Escola do MCC {3ª Sessão de 27.Nov.2018} Orador: Padre Domingos Vieira

Escola do_Mcc_-_3_sessaoCom o tema“Antecedentes e Documentos mais significativos nos 40 anos da Diocese”, realizou-se no dia 27 de Novembro, pelas 21h15 no Centro Paulo VI em Darque, a 3ª Sessão de Escola de Cursilhistas, em que foi palestrante o Padre Domingos Lourenço da Paróquia de Carreço.

O Padre Domingos Lourenço, apresentou nesta sessão de escola uma panorâmica dos momentos mais importantes da vida da nossa Diocese, nestes seus primeiros 40 anos de existência focando vários acontecimentos, no episcopado de cada um dos seus Bispos, que traduzem o pulsar da jovem diocese de 40 anos, ao longo da sua curta mas profícua existência, começando por referir:

A fundação da nossa Diocese é um marco importante a realçar; após o Concílio Vaticano II foram criadas várias dioceses em vários países do mundo, sendo que uma Diocese é uma porção do Povo de Deus, que tem como cabeça o seu Bispo, que por sua vez está em comunhão com os outros Bispos.

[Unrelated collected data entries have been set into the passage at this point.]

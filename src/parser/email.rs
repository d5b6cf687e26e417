//! Parser for plain-text email files: `Key: Value` headers, one blank line, body.

use std::path::Path;

use tracing::debug;

use crate::error::{Result, TrailError};
use crate::model::record::EmailRecord;
use crate::parser::header::decode_text_bytes;

/// How to treat header lines that have no colon.
#[derive(Debug, Clone, Copy, Default, PartialEq, Eq)]
pub enum ParseMode {
    /// Ignore them.
    #[default]
    Lenient,
    /// Fail with [`TrailError::MalformedHeader`].
    Strict,
}

/// Parse raw email text into an [`EmailRecord`].
///
/// Header lines are collected from the top until the first blank line; each
/// is split on its first `:`, the name lower-cased and both parts trimmed.
/// Lines starting with a space or tab continue the previous header.
/// Everything after the first blank line is body, even lines that look like
/// headers. Leading and trailing blank body lines are dropped.
pub fn parse(raw: &str, source_id: &str, mode: ParseMode) -> Result<EmailRecord> {
    let mut headers: Vec<(String, String)> = Vec::new();
    let mut body: Vec<String> = Vec::new();
    let mut in_body = false;

    for (idx, line) in raw.lines().enumerate() {
        if in_body {
            body.push(line.to_string());
            continue;
        }

        if line.trim().is_empty() {
            in_body = true;
            continue;
        }

        if line.starts_with(' ') || line.starts_with('\t') {
            if let Some(last) = headers.last_mut() {
                last.1.push(' ');
                last.1.push_str(line.trim());
                continue;
            }
        }

        match line.split_once(':') {
            Some((name, value)) if !name.trim().is_empty() => {
                headers.push((name.trim().to_lowercase(), value.trim().to_string()));
            }
            _ => match mode {
                ParseMode::Strict => {
                    return Err(TrailError::MalformedHeader {
                        source_id: source_id.to_string(),
                        line: idx + 1,
                        content: line.to_string(),
                    });
                }
                ParseMode::Lenient => {
                    debug!(source = source_id, line = idx + 1, "Ignoring header line without colon");
                }
            },
        }
    }

    while body.first().is_some_and(|l| l.trim().is_empty()) {
        body.remove(0);
    }
    while body.last().is_some_and(|l| l.trim().is_empty()) {
        body.pop();
    }

    Ok(EmailRecord::new(headers, body, source_id))
}

/// Read, decode and parse an email file. The file name is the source identifier.
pub fn load_email_file(path: impl AsRef<Path>, mode: ParseMode) -> Result<EmailRecord> {
    let path = path.as_ref();
    let bytes = std::fs::read(path).map_err(|e| TrailError::io(path, e))?;
    let text = decode_text_bytes(&bytes);
    let source_id = path
        .file_name()
        .map(|n| n.to_string_lossy().into_owned())
        .unwrap_or_else(|| path.display().to_string());
    parse(&text, &source_id, mode)
}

Somos uma parcela viva do Povo de Deus.

Padre Domingos evocou em seguida o primeiro Bispo diocesano D. Júlio Tavares Rebimbas, que na sua primeira Carta Pastoral refere: Eu venho para rezar convosco e não tenho programa Pastoral, porque o programa Pastoral é o Evangelho.

D. Júlio expressou a vontade de sermos homens e mulheres formados, tendo o Padre Domingos Lourenço referido que, o Movimento dos Cursilhos de Cristandade, é um dos Movimentos de Igreja, que mais tem feito pela formação desta Diocese; tem sido a alma e o coração para o compromisso e testemunho do ser Igreja, considerando que, nessa altura tal, como ainda hoje, continua a ser difícil implementar a formação numa Paróquia, considerando que a Paróquia deve ser um centro de irradiação da comunhão e da fé.

Referiu-se em seguida a D. Armindo Lopes Coelho que sucedeu a D. Júlio, que é recordado pelas suas extensas homilias, mas tinham grande riqueza; era um homem apaixonado pela Palavra de Deus, um homem próximo, o seu pensamento era de construir uma Igreja arejada, uma Igreja de esperança.

D. Armindo entrou na Diocese com o desejo de construir um Seminário Diocesano para formar sacerdotes, o que veio a acontecer, sendo benzido e inaugurado em 1995.

D. Armindo foi ainda o Bispo que procurou incentivar à criação dos Conselhos Pastorais, que é talvez o órgão chave para que a missão Evangelizadora avance numa Paróquia.

A D. Armindo Lopes Coelho sucedeu D. José Pereira, cujo grande marco do seu episcopado, foi o Sínodo Diocesano e uma obra importante: a construção da Casa Sacerdotal em Darque; D. José Pedreira considerava o Bispo como servidor do povo; servidor do povo que significa proximidade com o povo.

Hoje temos como Bispo Diocesano D. Anacleto Oliveira, que sucedeu ao Bispo Emérito D. José Pedreira; incansável na criação de estruturas que permitam a cada Movimento e obra de Apostolado realizar os seus encontros espirituais e de formação, realização dos Cursilhos de Cristandade e outros; como é o caso das importantes obras de remodelação realizadas no Centro Paulo VI; mas também tudo o que tem sido realizado nos estabelecimentos de ensino da Diocese e o próprio Seminário; mas é também ao nível da sua formação Bíblica que se destaca na riqueza do aprofundamento dos Evangelhos, particularmente nos tempos fortes do calendário Litúrgico.

A Diocese permite-nos como cristãos termos uma identidade que nos une a esta parcela da Igreja.

O Padre Domingos terminou referindo que a Diocese teve a felicidade de ter quatro Bispos de enorme solicitude e entusiasmo ao serviço do Senhor e da Igreja Diocesana de Viana do Castelo.